## [EXERCISE BRIEF]
Write out every record in full, exactly as written, please.

## [MATERIAL SUPPLIED]
= Beginning of Section =

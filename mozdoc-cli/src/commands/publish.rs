//! `mozdoc publish` — build, push to gh-pages, register with the doc index.

use anyhow::{bail, Context, Result};
use colored::Colorize;

use mozdoc_core::config;

use crate::{pages, registration, Globals};

use super::Workspace;

pub fn run(globals: &Globals) -> Result<()> {
    let ws = Workspace::resolve(globals)?;
    let report = super::build::execute(&ws)?;
    if !report.all_succeeded() {
        bail!("refusing to publish: not every branch built cleanly");
    }

    let remote = ws
        .snapshot
        .origin_url
        .clone()
        .context("publish requires an `origin` remote")?;

    pages::deploy(&ws.output, &remote).context("gh-pages deployment failed")?;
    println!("  {} pushed {} to gh-pages", "✓".green(), ws.output.display());

    if globals.skip_registration {
        return Ok(());
    }

    // The site is already built and deployed; a registration failure is
    // reported but never fails the command.
    let merged = config::load_config(&ws.source_dir)?;
    match registration::register(&merged, &remote) {
        Ok(url) => println!("  {} registered with doc index at {url}", "✓".green()),
        Err(err) => {
            tracing::warn!(error = %err, "doc index registration failed");
            println!("  {} doc index registration failed (site is published)", "✗".red());
        }
    }
    Ok(())
}
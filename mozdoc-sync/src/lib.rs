//! # mozdoc-sync
//!
//! Resource sync engine and staging-tree preparation.
//!
//! [`resource::sync_all`] bulk-syncs the author's resource roots into a
//! staging content tree; [`resource::apply`] maps one filesystem change to
//! exactly one copy/delete operation during a serve session.
//! [`staging::prepare`] materializes the generator skeleton.

pub mod error;
pub mod resource;
pub mod staging;

pub use error::SyncError;
pub use resource::{apply, dest_path, sync_all, SyncOp};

= End of Section =

## [ANSWER FOR THIS EXERCISE]
filename mozdoc-cli/src/commands/publish.rs
//! `mozdoc publish` — build, push to gh-pages, register with the doc index.

use anyhow::{bail, Context, Result};
use colored::Colorize;

use mozdoc_core::config;

use crate::{pages, registration, Globals};

use super::Workspace;

pub fn run(globals: &Globals) -> Result<()> {
    let ws = Workspace::resolve(globals)?;
    let report = super::build::execute(&ws)?;
    if !report.all_succeeded() {
        bail!("refusing to publish: not every branch built cleanly");
    }

    let remote = ws
        .snapshot
        .origin_url
        .clone()
        .context("publish requires an `origin` remote")?;

    pages::deploy(&ws.output, &remote).context("gh-pages deployment failed")?;
    println!("  {} pushed {} to gh-pages", "✓".green(), ws.output.display());

    if globals.skip_registration {
        return Ok(());
    }

    // The site is already built and deployed; a registration failure is
    // reported but never fails the command.
    let merged = config::load_config(&ws.source_dir)?;
    match registration::register(&merged, &remote) {
        Ok(url) => println!("  {} registered with doc index at {url}", "✓".green()),
        Err(err) => {
            tracing::warn!(error = %err, "doc index registration failed");
            println!("  {} doc index registration failed (site is published)", "✗".red());
        }
    }
    Ok(())
}
filename mozdoc-sync/src/lib.rs
//! # mozdoc-sync
//!
//! Resource sync engine and staging-tree preparation.
//!
//! [`resource::sync_all`] bulk-syncs the author's resource roots into a
//! staging content tree; [`resource::apply`] maps one filesystem change to
//! exactly one copy/delete operation during a serve session.
//! [`staging::prepare`] materializes the generator skeleton.

pub mod error;
pub mod resource;
pub mod staging;

pub use error::SyncError;
pub use resource::{apply, dest_path, sync_all, SyncOp};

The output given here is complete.